Images from three patients with biopsy-proven malignancies are displayed. For each patient, an image from the index exam from which the cancer was discovered is shown on the right, and an image from the prior screening exam acquired 12–24 months earlier and interpreted as negative is shown on the left. From top to bottom, the number of days between the index and pre-index exams is 378, 629, and 414. The dots below each image indicate reader and model performance. Specifically, the number of infilled black dots represent how many of the five readers correctly classified the corresponding case and the number of infilled red dots represent how many times the model would correctly classify the case if the model score threshold was individually set to match the specificity of each reader. The model is thus evaluated at five binary decision thresholds for comparison purposes, and we note that a different binary score threshold may be used in practice. Red boxes on the images indicate the model’s bounding box output.

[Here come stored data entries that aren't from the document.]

//! Multi-layer perceptron controller.

use std::ops::Range;

use gradpilot_diff::{Scalar, softplus};
use rand::Rng;
use serde::{Deserialize, Serialize};

use crate::controller::Controller;
use crate::error::{ControlError, Result};
use crate::linear::{Dense, template_of};
use crate::params::ParamStore;

/// Hidden-layer nonlinearity. Both are smooth everywhere.
#[derive(Debug, Clone, Copy, Default, PartialEq, Eq, Serialize, Deserialize)]
#[serde(rename_all = "snake_case")]
pub enum Activation {
    #[default]
    Tanh,
    Softplus,
}

impl Activation {
    pub fn apply<S: Scalar>(&self, x: S) -> S {
        match self {
            Self::Tanh => x.tanh(),
            Self::Softplus => softplus(x, 1.0),
        }
    }
}

#[derive(Debug, Clone)]
pub struct MlpController {
    layers: Vec<Dense>,
    hidden: Vec<usize>,
    activation: Activation,
    template: ParamStore,
}

fn weight_name(i: usize) -> String {
    format!("layer{i:02}.weight")
}

fn bias_name(i: usize) -> String {
    format!("layer{i:02}.bias")
}

impl MlpController {
    pub fn new(
        input_dim: usize,
        hidden: &[usize],
        output_dim: usize,
        activation: Activation,
    ) -> Result<Self> {
        if input_dim == 0 || output_dim == 0 || hidden.contains(&0) {
            return Err(ControlError::InvalidConfig(format!(
                "mlp layer sizes must be non-zero: {input_dim} -> {hidden:?} -> {output_dim}"
            )));
        }
        let template = Self::template_for(input_dim, hidden, output_dim)?;
        let layers = (0..=hidden.len())
            .map(|i| Dense::locate(&template, &weight_name(i), &bias_name(i)))
            .collect::<Result<Vec<_>>>()?;
        Ok(Self {
            layers,
            hidden: hidden.to_vec(),
            activation,
            template,
        })
    }

    fn template_for(input: usize, hidden: &[usize], output: usize) -> Result<ParamStore> {
        let sizes: Vec<usize> = std::iter::once(input)
            .chain(hidden.iter().copied())
            .chain(std::iter::once(output))
            .collect();
        let mut names = Vec::new();
        for (i, pair) in sizes.windows(2).enumerate() {
            let [w, b] = Dense::shapes(pair[0], pair[1]);
            names.push((weight_name(i), w));
            names.push((bias_name(i), b));
        }
        template_of(names.iter().map(|(n, s)| (n.as_str(), s.clone())))
    }

    pub fn hidden(&self) -> &[usize] {
        &self.hidden
    }

    pub fn activation(&self) -> Activation {
        self.activation
    }
}

impl Controller for MlpController {
    fn input_dim(&self) -> usize {
        self.layers[0].input
    }

    fn output_dim(&self) -> usize {
        self.layers[self.layers.len() - 1].output
    }

    fn template(&self) -> &ParamStore {
        &self.template
    }

    fn initialize<R: Rng + ?Sized>(&self, rng: &mut R) -> Result<ParamStore> {
        let mut flat = self.template.to_flat();
        let last = self.layers.len() - 1;
        for (i, layer) in self.layers.iter().enumerate() {
            // Small output layer so an untrained policy stays near its bias.
            let gain = if i == last { 0.1 } else { 1.0 };
            layer.initialize(rng, &mut flat, gain);
        }
        let mut store = self.template.clone();
        store.set_flat(&flat)?;
        Ok(store)
    }

    fn output_bias(&self) -> Range<usize> {
        self.layers[self.layers.len() - 1].bias.clone()
    }

    fn forward<S: Scalar>(&self, params: &[S], input: &[S]) -> Vec<S> {
        let last = self.layers.len() - 1;
        let mut x = input.to_vec();
        for (i, layer) in self.layers.iter().enumerate() {
            x = layer.apply(params, &x);
            if i < last {
                x.iter_mut().for_each(|v| *v = self.activation.apply(*v));
            }
        }
        x
    }
}

#[cfg(test)]
mod tests {
    use super::*;
    use approx::assert_relative_eq;
    use gradpilot_diff::{central_gradient, tape_gradient};
    use rand::SeedableRng;
    use rand::rngs::StdRng;

    #[test]
    fn test_template_layout() {
        let mlp = MlpController::new(5, &[8, 6], 2, Activation::Tanh).unwrap();
        let t = mlp.template();
        assert_eq!(t.num_tensors(), 6);
        assert_eq!(t.len(), 5 * 8 + 8 + 8 * 6 + 6 + 6 * 2 + 2);
        assert_eq!(t.get("layer02.weight").unwrap().shape, vec![2, 6]);
        assert_eq!(mlp.output_bias(), t.range("layer02.bias").unwrap());
    }

    #[test]
    fn test_zero_weights_give_bias() {
        let mlp = MlpController::new(3, &[4], 2, Activation::Softplus).unwrap();
        let mut flat = mlp.template().to_flat();
        let out = mlp.output_bias();
        flat[out.start] = 1.5;
        flat[out.start + 1] = -2.0;
        let u = mlp.forward(&flat, &[0.3, -0.1, 0.9]);
        assert_eq!(u, vec![1.5, -2.0]);
    }

    #[test]
    fn test_parameter_gradient_matches_finite_difference() {
        let mlp = MlpController::new(3, &[5], 2, Activation::Tanh).unwrap();
        let params = mlp.initialize(&mut StdRng::seed_from_u64(3)).unwrap().to_flat();
        let input = [0.4, -0.7, 1.1];

        let f = |p: &[f64]| {
            let u = mlp.forward(p, &input);
            u[0] * u[0] + u[1]
        };
        let (_, analytic) = tape_gradient(
            |tape, p| {
                let x: Vec<_> = input.iter().map(|&v| tape.constant(v)).collect();
                let u = mlp.forward(p, &x);
                u[0] * u[0] + u[1]
            },
            &params,
        );
        let numeric = central_gradient(f, &params, 1e-6);
        for (a, n) in analytic.iter().zip(&numeric) {
            assert_relative_eq!(*a, *n, epsilon = 1e-7);
        }
    }

    #[test]
    fn test_rejects_zero_hidden() {
        assert!(MlpController::new(3, &[0], 1, Activation::Tanh).is_err());
    }
}
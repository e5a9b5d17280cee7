//! Error types for gradpilot-train.

use gradpilot_control::ControlError;
use gradpilot_eval::EvalError;
use gradpilot_reference::ReferenceError;
use thiserror::Error;

/// Why a rollout could not produce a loss.
#[derive(Debug, Clone, PartialEq, Error)]
pub enum RolloutError {
    /// A state, control or the loss became NaN or infinite.
    #[error("numeric divergence at step {step}")]
    NumericDivergence { step: usize },

    /// Mismatched dimensions or invalid difficulty knobs.
    #[error("configuration error: {0}")]
    Configuration(String),
}

impl RolloutError {
    pub fn is_divergence(&self) -> bool {
        matches!(self, RolloutError::NumericDivergence { .. })
    }
}

#[derive(Debug, Error)]
pub enum TrainError {
    #[error(transparent)]
    Rollout(#[from] RolloutError),

    #[error("controller error: {0}")]
    Control(#[from] ControlError),

    #[error("reference error: {0}")]
    Reference(#[from] ReferenceError),

    #[error("evaluation error: {0}")]
    Eval(#[from] EvalError),

    #[error("JSON error: {0}")]
    Json(#[from] serde_json::Error),

    #[error("IO error: {0}")]
    Io(#[from] std::io::Error),

    #[error("configuration error: {0}")]
    Configuration(String),
}

impl TrainError {
    /// Everything except a numeric divergence stops training.
    pub fn is_fatal(&self) -> bool {
        !matches!(self, TrainError::Rollout(e) if e.is_divergence())
    }
}

pub type Result<T> = std::result::Result<T, TrainError>;
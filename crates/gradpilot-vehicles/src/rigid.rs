//! Shared 6-DOF rigid-body integrator for the quadrotor and the fixed-wing.
//!
//! State layout (13): `[p(3), q(4: w,x,y,z), v(3), ω(3)]`. Position and
//! linear velocity are in the world frame (z up), ω in the body frame.

use gradpilot_diff::Scalar;
use gradpilot_math::{Quat, V3, Vec3};
use serde::{Deserialize, Serialize};

pub const STATE_DIM: usize = 13;
pub const POS: usize = 0;
pub const QUAT: usize = 3;
pub const VEL: usize = 7;
pub const RATE: usize = 10;

/// Unpacked rigid-body state.
#[derive(Debug, Clone, Copy)]
pub struct RigidState<S> {
    pub position: V3<S>,
    pub attitude: Quat<S>,
    pub velocity: V3<S>,
    pub body_rate: V3<S>,
}

impl<S: Scalar> RigidState<S> {
    pub fn unpack(state: &[S]) -> Self {
        Self {
            position: V3::from_slice(state, POS),
            attitude: Quat::from_slice(state, QUAT),
            velocity: V3::from_slice(state, VEL),
            body_rate: V3::from_slice(state, RATE),
        }
    }

    pub fn pack(&self) -> Vec<S> {
        let mut out = Vec::with_capacity(STATE_DIM);
        out.extend(self.position.to_array());
        out.extend(self.attitude.to_array());
        out.extend(self.velocity.to_array());
        out.extend(self.body_rate.to_array());
        out
    }
}

/// Mass properties of a rigid body with diagonal inertia.
#[derive(Debug, Clone, Copy)]
pub struct MassProperties {
    pub mass: f64,
    pub inertia: Vec3,
}

impl MassProperties {
    /// One semi-implicit Euler step.
    ///
    /// `force` is the total world-frame force excluding gravity, `torque` the
    /// body-frame torque. Velocities are updated first; position and attitude
    /// use the updated velocities, and the attitude is renormalized.
    pub fn integrate<S: Scalar>(
        &self,
        s: &RigidState<S>,
        force: V3<S>,
        torque: V3<S>,
        gravity: f64,
        dt: f64,
    ) -> RigidState<S> {
        let mut accel = force.scale_f(1.0 / self.mass);
        accel.z = accel.z - gravity;
        let velocity = s.velocity + accel.scale_f(dt);
        let position = s.position + velocity.scale_f(dt);

        // Euler's equations: J ω̇ = τ - ω × Jω.
        let w = s.body_rate;
        let gyro = w.cross(w.mul_elem(&self.inertia));
        let inv_inertia = Vec3::new(
            1.0 / self.inertia.x,
            1.0 / self.inertia.y,
            1.0 / self.inertia.z,
        );
        let ang_acc = (torque - gyro).mul_elem(&inv_inertia);
        let body_rate = w + ang_acc.scale_f(dt);
        let attitude = s.attitude.integrate(body_rate, dt);

        RigidState {
            position,
            attitude,
            velocity,
            body_rate,
        }
    }
}

/// Tracking error weights for the four blocks of a rigid-body state.
#[derive(Debug, Clone, Copy, PartialEq, Serialize, Deserialize)]
#[serde(default)]
pub struct TrackingWeights {
    pub position: f64,
    pub attitude: f64,
    pub velocity: f64,
    pub body_rate: f64,
}

impl Default for TrackingWeights {
    fn default() -> Self {
        Self {
            position: 1.0,
            attitude: 0.5,
            velocity: 0.1,
            body_rate: 0.01,
        }
    }
}

impl TrackingWeights {
    /// Expand to one weight per state component.
    pub fn expand(&self) -> [f64; STATE_DIM] {
        let mut w = [0.0; STATE_DIM];
        w[POS..QUAT].fill(self.position);
        w[QUAT..VEL].fill(self.attitude);
        w[VEL..RATE].fill(self.velocity);
        w[RATE..].fill(self.body_rate);
        w
    }
}

/// A level, motionless state at `position`.
pub fn hover_state(position: Vec3) -> Vec<f64> {
    let mut s = vec![0.0; STATE_DIM];
    s[POS] = position.x;
    s[POS + 1] = position.y;
    s[POS + 2] = position.z;
    s[QUAT] = 1.0;
    s
}

/// Perturbation scales shared by rigid vehicles.
pub(crate) fn rigid_perturbation_scale() -> Vec<f64> {
    let mut scale = vec![1.0; STATE_DIM];
    scale[QUAT..VEL].fill(0.3);
    scale[VEL..RATE].fill(0.5);
    scale[RATE..].fill(0.5);
    scale
}

#[cfg(test)]
mod tests {
    use super::*;
    use approx::assert_relative_eq;

    fn body() -> MassProperties {
        MassProperties {
            mass: 2.0,
            inertia: Vec3::new(0.1, 0.2, 0.3),
        }
    }

    #[test]
    fn test_pack_unpack() {
        let s: Vec<f64> = (0..STATE_DIM).map(|i| i as f64).collect();
        assert_eq!(RigidState::unpack(&s).pack(), s);
    }

    #[test]
    fn test_free_fall() {
        let s = RigidState::unpack(&hover_state(Vec3::new(0.0, 0.0, 10.0)));
        let zero = V3::new(0.0, 0.0, 0.0);
        let next = body().integrate(&s, zero, zero, 9.81, 0.1);
        assert_relative_eq!(next.velocity.z, -0.981, epsilon = 1e-12);
        assert_relative_eq!(next.position.z, 10.0 - 0.0981, epsilon = 1e-12);
        assert_eq!(next.attitude.to_array(), [1.0, 0.0, 0.0, 0.0]);
    }

    #[test]
    fn test_torque_free_spin_keeps_unit_attitude() {
        let mut s = RigidState::unpack(&hover_state(Vec3::zeros()));
        s.body_rate = V3::new(0.3, 2.0, -0.5);
        let zero = V3::new(0.0, 0.0, 0.0);
        for _ in 0..500 {
            s = body().integrate(&s, zero, zero, 0.0, 0.01);
        }
        assert_relative_eq!(s.attitude.norm_sq(), 1.0, epsilon = 1e-12);
        assert!(s.pack().iter().all(|x| x.is_finite()));
    }

    #[test]
    fn test_weights_expand() {
        let w = TrackingWeights::default().expand();
        assert_eq!(w[0], 1.0);
        assert_eq!(w[QUAT], 0.5);
        assert_eq!(w[VEL + 2], 0.1);
        assert_eq!(w[12], 0.01);
    }
}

White arrows indicate the location of the malignant lesion. a) A cancer that was correctly classified by all readers and the deep learning model at all thresholds in the index case, but only detected by the model in the pre-index case. b) A cancer that was detected by the model in both the pre-index and index case, but only detected by one reader in the index case and zero readers in the pre-index case. c) A cancer that was detected by the readers and the model in the index case, but only detected by one reader in the pre-index case. The absence of a red bounding box indicates that the model did not detect the cancer.